Chain Rule Derivative in Machine Learning
Last Updated :
19 Aug, 2025
In modern machine learning, especially deep learning, models are built from multiple layers where each layer applies a transformation to the output of the previous layer. The chain rule allows us to efficiently compute derivatives (gradients) of complex, composite functions, which is important for optimizing model parameters using methods such as gradient descent and adaptive optimizers (Adam, RMSProp). It states that if we have a function, y = f ( g ( x ) ), where g is a function of x and f is a function of g, then the derivative of y with respect to x is given by:
\frac{dy}{dx} = \frac{df}{dg} \cdot \frac{dg}{dx}
This means that the chain rule enables us to compute:
- The derivative of the loss with respect to output.
- The derivative of output with respect to weights (and biases), layer by layer.
Steps to Implement Chain Rule Derivative with Mathematical Notation
Suppose you have a simple neural network with one input layer (2 features), one hidden layer (2 neurons) and one output layer (1 neuron).
Let’s denote:
- Input: x=[x1, x2]
- Weights: W1 (input to hidden), W2 (hidden to output)
- Biases: b1 (hidden), b2 (output)
- Activation: \sigma (sigmoid function)
- Output: z (scalar prediction)
Step 1: Forward Pass (Function Composition)
a_1 = \sigma({W}_1 {x} + {b}_1)
z = \sigma({W}_2 a_1 + b_2)
Here, a1 is the hidden layer’s activation and z is the final output.
Step 2: Loss Function
Let’s use mean squared error (MSE) for training:
L=\frac{1}{2}(z−y)^2
where y is the true target.
Step 3: Chain Rule for Gradients(Backpropagation)
1. Output Layer gradient:
\frac{\partial L}{\partial z} = z - y
2. Gradient of output w.r.t. parameters:
\frac{\partial z}{\partial {W}_2} = z(1 - z){a}_1^T
\frac{\partial z}{\partial b_2} = z(1 - z)
3. Chain Rule applied to Output Layer parameters:
\frac{\partial L}{\partial {W}_2} = \frac{\partial L}{\partial z} \cdot \frac{\partial z}{\partial {W}_2}
\frac{\partial L}{\partial b_2} = \frac{\partial L}{\partial z} \cdot \frac{\partial z}{\partial b_2}
Step 4: Parameter Update
Once we have all gradients, update each parameter with gradient descent (or any modern optimizer):
{W}_1 = {W}_1 - \alpha \frac{\partial L}{\partial{W}_1}
\mathbf{b}_1 = \mathbf{b}_1 - \alpha \frac{\partial L}{\partial \mathbf{b}_1}
{W}_2 = {W}_2 - \alpha \frac{\partial L}{\partial{W}_2}
b_2 = b_2 - \alpha \frac{\partial L}{\partial b_2}
Application of Chain Rule in Machine Learning
The chain rule is extensively used in various aspects of machine learning, especially in training and optimizing models. Here are some key applications:
- Backpropagation: In neural networks, backpropagation is used to update the weights of the network by calculating the gradient of the loss function with respect to the weights. This process relies heavily on the chain rule to propagate the error backwards through the network layer by layer, efficiently calculating gradients for weight updates.
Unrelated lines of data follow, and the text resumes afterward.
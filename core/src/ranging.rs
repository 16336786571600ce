use crate::units::{self, Distance};

/// Latched timing state for one echo line.
#[derive(Clone, Copy, Debug, Default, PartialEq, Eq)]
pub struct PulseWindow {
    pub start: u16,
    pub end: u16,
    pub active: bool,
    pub complete: bool,
}

impl PulseWindow {
    pub fn reset(&mut self) {
        *self = PulseWindow::default();
    }
}

/// Pulse windows for all channels plus the last observed composite level
/// snapshot of the shared echo lines.
///
/// The edge interrupt is the only writer of the snapshot; the measurement
/// cycle drains and resets the windows. The embedding context must serialize
/// the two sides (interrupt masked, or a resource lock) so a multi-byte tick
/// value is never observed mid-update.
pub struct EchoBank<const N: usize> {
    windows: [PulseWindow; N],
    last_levels: u8,
}

impl<const N: usize> EchoBank<N> {
    /// `initial_levels` seeds the snapshot with the lines' idle state so the
    /// first notification diffs against reality, not against zero.
    pub fn new(initial_levels: u8) -> Self {
        debug_assert!(N <= 8, "snapshot carries one bit per channel");
        Self {
            windows: [PulseWindow::default(); N],
            last_levels: initial_levels,
        }
    }

    /// Decodes one "some lines changed" notification. Interrupt context.
    ///
    /// `levels` carries one bit per channel. Diffing against the previous
    /// snapshot resolves several lines flipping within the same notification;
    /// each changed channel is fully resolved before the next one is touched.
    /// A falling edge on a channel that never saw its rising edge is noise
    /// and is dropped.
    pub fn record_transitions(&mut self, levels: u8, now: u16) {
        let changed = levels ^ self.last_levels;
        for (ch, window) in self.windows.iter_mut().enumerate() {
            let mask = 1u8 << ch;
            if changed & mask == 0 {
                continue;
            }
            if levels & mask != 0 {
                window.start = now;
                window.active = true;
            } else if window.active {
                window.end = now;
                window.active = false;
                window.complete = true;
            }
        }
        self.last_levels = levels;
    }

    /// Clears a channel's window ahead of a new measurement. No-op for an
    /// unknown channel; idempotent on an already-reset one.
    pub fn reset(&mut self, ch: usize) {
        if let Some(window) = self.windows.get_mut(ch) {
            window.reset();
        }
    }

    pub fn reset_all(&mut self) {
        for window in &mut self.windows {
            window.reset();
        }
    }

    /// Non-blocking completion poll.
    pub fn is_complete(&self, ch: usize) -> bool {
        self.windows.get(ch).is_some_and(|w| w.complete)
    }

    /// Distance for a completed channel; `Invalid` when the echo never
    /// finished this cycle or the reading falls outside the usable band.
    pub fn distance(&self, ch: usize) -> Distance {
        match self.windows.get(ch) {
            Some(w) if w.complete => units::distance_from_pulse(w.start, w.end),
            _ => Distance::Invalid,
        }
    }

    pub fn window(&self, ch: usize) -> Option<&PulseWindow> {
        self.windows.get(ch)
    }
}

#[cfg(test)]
mod test {
    use super::*;

    fn bank() -> EchoBank<6> {
        EchoBank::new(0)
    }

    #[test]
    fn one_channel_pulse() {
        let mut bank = bank();
        bank.record_transitions(0b000001, 100);
        assert!(!bank.is_complete(0));
        assert!(bank.window(0).unwrap().active);

        bank.record_transitions(0b000000, 1260);
        let w = bank.window(0).unwrap();
        assert!(bank.is_complete(0));
        assert!(!w.active);
        assert_eq!((w.start, w.end), (100, 1260));
        assert_eq!(bank.distance(0), Distance::Valid(10));
    }

    #[test]
    fn several_lines_in_one_notification() {
        let mut bank = bank();
        // Channels 1 and 4 rise together, then fall together.
        bank.record_transitions(0b010010, 500);
        bank.record_transitions(0b000000, 1660);
        assert_eq!(bank.distance(1), Distance::Valid(10));
        assert_eq!(bank.distance(4), Distance::Valid(10));
        // Untouched channels stayed idle.
        assert!(!bank.is_complete(0));
        assert_eq!(bank.distance(0), Distance::Invalid);
    }

    #[test]
    fn rising_edge_on_one_line_ends_pulse_on_another() {
        let mut bank = bank();
        bank.record_transitions(0b000001, 10);
        // Channel 0 falls in the same notification that raises channel 2.
        bank.record_transitions(0b000100, 1170);
        assert_eq!(bank.distance(0), Distance::Valid(10));
        assert!(bank.window(2).unwrap().active);
    }

    #[test]
    fn spurious_falling_edge_is_dropped() {
        let mut bank = EchoBank::<6>::new(0b000010);
        // Line 1 falls without a recorded rising edge.
        bank.record_transitions(0b000000, 700);
        let w = bank.window(1).unwrap();
        assert!(!w.complete && !w.active);
        assert_eq!((w.start, w.end), (0, 0));
        // The snapshot still advanced, so the next rising edge is seen.
        bank.record_transitions(0b000010, 800);
        assert!(bank.window(1).unwrap().active);
    }

    #[test]
    fn reset_is_idempotent() {
        let mut bank = bank();
        bank.record_transitions(0b000001, 5);
        bank.record_transitions(0b000000, 1165);
        bank.reset(0);
        assert_eq!(bank.window(0).unwrap(), &PulseWindow::default());
        bank.reset(0);
        assert_eq!(bank.window(0).unwrap(), &PulseWindow::default());
    }

    #[test]
    fn incomplete_window_reads_invalid() {
        let mut bank = bank();
        bank.record_transitions(0b001000, 42);
        assert_eq!(bank.distance(3), Distance::Invalid);
    }

    #[test]
    fn out_of_range_channel_is_harmless() {
        let mut bank = bank();
        bank.reset(17);
        assert!(!bank.is_complete(17));
        assert_eq!(bank.distance(17), Distance::Invalid);
    }
}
- Gradient Descent Optimization: In optimization algorithms like gradient descent, the chain rule is used to calculate the gradient of the loss function with respect to the model parameters. This gradient is then used to update the parameters in the direction that minimizes the loss.
- Automatic Differentiation: Many machine learning frameworks, such as TensorFlow and PyTorch, use automatic differentiation to compute gradients. Automatic differentiation relies on the chain rule to decompose complex functions into simpler functions and compute their derivatives.
- Recurrent Neural Networks (RNNs): In RNNs, which are used for sequence modeling tasks, the chain rule is used to propagate gradients through time. This allows the network to learn from sequences of data by updating the weights based on the error calculated at each time step.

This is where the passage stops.